■ **Input**
┌──

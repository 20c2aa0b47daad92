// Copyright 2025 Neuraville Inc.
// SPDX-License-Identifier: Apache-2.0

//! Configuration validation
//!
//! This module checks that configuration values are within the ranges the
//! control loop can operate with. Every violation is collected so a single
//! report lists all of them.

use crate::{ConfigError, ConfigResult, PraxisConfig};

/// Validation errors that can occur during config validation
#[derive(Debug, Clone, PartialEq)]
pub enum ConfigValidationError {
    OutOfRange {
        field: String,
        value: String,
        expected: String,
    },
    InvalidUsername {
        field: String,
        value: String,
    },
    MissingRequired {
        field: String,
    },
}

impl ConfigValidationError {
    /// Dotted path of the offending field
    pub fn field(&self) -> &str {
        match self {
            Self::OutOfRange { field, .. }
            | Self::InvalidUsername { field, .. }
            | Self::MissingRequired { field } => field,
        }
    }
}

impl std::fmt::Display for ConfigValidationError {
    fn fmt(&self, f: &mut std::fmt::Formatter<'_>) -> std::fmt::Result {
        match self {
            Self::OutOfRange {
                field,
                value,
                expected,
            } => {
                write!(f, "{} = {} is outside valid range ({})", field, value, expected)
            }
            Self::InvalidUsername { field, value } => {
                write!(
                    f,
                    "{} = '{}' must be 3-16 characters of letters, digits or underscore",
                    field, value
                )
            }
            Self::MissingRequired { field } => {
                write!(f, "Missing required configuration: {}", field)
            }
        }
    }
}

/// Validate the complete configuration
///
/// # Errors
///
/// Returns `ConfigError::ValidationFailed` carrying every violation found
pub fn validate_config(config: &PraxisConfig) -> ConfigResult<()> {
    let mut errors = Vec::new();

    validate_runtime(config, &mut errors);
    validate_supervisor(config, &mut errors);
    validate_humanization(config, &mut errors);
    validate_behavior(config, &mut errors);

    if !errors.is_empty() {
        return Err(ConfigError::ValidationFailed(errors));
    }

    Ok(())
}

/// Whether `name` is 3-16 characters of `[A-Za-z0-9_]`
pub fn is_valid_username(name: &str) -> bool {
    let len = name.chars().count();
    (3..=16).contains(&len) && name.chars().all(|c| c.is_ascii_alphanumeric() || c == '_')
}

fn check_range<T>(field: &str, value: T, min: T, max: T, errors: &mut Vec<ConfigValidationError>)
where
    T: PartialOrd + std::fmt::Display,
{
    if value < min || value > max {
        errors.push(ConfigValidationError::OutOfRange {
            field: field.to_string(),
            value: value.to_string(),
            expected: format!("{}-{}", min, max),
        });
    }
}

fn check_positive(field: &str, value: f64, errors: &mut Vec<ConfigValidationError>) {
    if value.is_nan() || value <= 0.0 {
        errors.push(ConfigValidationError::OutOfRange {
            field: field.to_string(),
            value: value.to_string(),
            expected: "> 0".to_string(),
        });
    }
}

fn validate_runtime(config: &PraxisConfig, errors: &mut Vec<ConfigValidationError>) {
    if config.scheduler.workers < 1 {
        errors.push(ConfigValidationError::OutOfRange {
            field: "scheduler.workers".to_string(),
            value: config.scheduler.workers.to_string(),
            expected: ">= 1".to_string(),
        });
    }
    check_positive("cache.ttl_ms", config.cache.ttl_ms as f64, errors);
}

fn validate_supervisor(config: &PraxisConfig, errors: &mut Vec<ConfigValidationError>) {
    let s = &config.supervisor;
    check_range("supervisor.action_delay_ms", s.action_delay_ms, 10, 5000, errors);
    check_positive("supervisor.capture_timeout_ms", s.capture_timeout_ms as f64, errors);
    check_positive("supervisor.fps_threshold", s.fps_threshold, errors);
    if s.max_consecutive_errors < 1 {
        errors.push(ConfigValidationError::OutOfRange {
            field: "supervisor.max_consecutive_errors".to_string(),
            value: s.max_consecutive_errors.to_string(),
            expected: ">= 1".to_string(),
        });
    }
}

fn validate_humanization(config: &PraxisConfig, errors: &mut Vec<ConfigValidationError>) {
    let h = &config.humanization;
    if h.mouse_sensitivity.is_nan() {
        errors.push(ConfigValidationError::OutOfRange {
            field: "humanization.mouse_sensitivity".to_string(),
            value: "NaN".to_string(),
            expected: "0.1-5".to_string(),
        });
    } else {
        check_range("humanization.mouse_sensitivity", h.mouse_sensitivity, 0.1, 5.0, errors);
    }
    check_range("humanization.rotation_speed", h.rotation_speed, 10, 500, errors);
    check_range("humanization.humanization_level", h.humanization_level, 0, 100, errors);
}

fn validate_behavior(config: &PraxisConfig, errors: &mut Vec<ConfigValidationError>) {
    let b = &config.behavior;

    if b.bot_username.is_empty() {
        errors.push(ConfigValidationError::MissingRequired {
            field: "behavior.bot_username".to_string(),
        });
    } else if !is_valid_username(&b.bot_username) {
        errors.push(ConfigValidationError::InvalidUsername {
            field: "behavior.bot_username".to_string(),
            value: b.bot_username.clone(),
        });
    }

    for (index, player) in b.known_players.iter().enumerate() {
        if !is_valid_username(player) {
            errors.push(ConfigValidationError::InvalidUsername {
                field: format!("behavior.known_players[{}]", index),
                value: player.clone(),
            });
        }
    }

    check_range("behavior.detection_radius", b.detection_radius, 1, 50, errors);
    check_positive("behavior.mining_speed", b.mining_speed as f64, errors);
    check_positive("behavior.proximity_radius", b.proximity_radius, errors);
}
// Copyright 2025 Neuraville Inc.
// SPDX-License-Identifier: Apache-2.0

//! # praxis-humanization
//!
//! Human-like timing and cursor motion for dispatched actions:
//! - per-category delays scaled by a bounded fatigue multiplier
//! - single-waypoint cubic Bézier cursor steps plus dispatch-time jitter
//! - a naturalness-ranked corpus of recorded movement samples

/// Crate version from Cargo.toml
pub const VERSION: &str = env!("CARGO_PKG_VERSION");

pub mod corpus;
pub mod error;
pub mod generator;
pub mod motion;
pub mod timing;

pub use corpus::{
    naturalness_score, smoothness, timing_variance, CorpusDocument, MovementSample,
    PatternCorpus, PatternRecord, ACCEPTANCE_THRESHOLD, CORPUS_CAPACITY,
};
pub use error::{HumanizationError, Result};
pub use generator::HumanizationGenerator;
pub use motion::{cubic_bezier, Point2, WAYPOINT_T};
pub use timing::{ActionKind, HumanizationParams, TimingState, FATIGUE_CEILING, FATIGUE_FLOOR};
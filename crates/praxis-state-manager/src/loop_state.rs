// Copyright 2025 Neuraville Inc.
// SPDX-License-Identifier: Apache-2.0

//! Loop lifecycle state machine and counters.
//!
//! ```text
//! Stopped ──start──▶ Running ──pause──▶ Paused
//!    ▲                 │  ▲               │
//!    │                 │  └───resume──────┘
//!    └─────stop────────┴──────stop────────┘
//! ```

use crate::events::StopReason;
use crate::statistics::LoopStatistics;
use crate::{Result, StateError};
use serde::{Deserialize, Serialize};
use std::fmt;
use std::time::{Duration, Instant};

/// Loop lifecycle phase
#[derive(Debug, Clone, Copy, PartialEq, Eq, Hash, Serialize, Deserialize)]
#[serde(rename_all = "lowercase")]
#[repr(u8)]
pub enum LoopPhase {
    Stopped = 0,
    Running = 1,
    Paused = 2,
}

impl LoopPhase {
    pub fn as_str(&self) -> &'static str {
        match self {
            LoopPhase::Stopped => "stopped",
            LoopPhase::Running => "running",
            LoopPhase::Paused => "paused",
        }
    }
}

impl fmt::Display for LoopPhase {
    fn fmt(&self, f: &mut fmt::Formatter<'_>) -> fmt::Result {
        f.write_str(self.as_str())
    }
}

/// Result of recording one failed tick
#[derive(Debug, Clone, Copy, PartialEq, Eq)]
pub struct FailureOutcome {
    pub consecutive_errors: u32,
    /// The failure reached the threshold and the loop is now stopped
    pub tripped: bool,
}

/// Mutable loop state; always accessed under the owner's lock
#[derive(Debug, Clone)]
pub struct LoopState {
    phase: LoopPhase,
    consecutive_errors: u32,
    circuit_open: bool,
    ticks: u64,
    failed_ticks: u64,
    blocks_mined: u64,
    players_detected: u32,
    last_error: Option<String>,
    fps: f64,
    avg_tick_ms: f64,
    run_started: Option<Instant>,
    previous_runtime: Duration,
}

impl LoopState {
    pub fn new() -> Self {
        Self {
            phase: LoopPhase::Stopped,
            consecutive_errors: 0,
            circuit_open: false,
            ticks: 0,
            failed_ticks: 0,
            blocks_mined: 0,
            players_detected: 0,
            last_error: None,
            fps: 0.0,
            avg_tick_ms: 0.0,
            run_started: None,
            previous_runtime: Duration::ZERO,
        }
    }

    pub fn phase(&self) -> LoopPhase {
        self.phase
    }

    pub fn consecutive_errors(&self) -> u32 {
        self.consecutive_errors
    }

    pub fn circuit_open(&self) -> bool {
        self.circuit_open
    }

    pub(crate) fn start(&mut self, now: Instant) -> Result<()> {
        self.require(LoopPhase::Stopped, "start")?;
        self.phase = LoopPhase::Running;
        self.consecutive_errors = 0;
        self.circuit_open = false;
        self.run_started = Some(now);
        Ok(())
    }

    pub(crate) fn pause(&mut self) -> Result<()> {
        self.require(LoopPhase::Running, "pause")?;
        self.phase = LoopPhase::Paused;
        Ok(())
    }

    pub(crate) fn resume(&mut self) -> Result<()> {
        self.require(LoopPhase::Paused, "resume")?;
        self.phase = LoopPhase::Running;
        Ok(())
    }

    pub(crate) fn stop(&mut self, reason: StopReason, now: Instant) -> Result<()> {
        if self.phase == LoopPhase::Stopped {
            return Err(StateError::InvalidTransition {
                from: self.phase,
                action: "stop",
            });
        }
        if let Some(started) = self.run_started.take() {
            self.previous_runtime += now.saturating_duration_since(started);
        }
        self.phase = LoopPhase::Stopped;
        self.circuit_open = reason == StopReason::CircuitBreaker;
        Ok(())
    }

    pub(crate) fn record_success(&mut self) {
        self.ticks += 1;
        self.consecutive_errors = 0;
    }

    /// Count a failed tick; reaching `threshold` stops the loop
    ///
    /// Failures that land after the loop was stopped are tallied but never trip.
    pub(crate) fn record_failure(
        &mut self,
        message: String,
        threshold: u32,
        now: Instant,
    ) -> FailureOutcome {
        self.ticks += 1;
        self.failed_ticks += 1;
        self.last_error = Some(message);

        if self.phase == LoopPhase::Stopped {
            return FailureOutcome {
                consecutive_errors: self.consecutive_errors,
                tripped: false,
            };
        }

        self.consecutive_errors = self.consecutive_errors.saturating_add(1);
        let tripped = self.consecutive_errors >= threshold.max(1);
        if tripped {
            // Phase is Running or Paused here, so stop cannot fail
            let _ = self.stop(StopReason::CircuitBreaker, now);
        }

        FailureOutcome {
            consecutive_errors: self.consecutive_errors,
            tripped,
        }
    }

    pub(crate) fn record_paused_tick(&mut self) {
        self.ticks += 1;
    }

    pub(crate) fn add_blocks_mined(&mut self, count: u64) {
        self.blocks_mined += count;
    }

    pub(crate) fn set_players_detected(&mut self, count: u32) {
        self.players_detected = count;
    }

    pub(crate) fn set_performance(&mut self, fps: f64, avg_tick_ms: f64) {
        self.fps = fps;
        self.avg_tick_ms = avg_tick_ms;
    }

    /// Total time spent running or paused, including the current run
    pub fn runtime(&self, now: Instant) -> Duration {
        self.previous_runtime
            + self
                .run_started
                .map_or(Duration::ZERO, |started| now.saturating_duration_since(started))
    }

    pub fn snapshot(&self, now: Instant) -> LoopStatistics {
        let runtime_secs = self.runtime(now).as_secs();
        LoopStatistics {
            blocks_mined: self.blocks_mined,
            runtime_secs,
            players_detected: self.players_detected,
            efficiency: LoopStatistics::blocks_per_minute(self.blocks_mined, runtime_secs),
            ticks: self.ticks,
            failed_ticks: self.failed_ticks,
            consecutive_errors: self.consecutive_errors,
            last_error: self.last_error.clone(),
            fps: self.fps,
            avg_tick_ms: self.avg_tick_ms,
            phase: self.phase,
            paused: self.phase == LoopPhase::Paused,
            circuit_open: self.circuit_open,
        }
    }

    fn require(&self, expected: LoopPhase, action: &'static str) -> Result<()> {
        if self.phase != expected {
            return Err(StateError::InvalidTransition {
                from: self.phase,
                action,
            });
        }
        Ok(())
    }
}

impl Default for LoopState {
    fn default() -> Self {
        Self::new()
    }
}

└──

■ **What to work on**
The word "generator" appears in some lines above. Return every one of those lines.

■ **Exercise result**
pub mod generator;
pub use generator::HumanizationGenerator;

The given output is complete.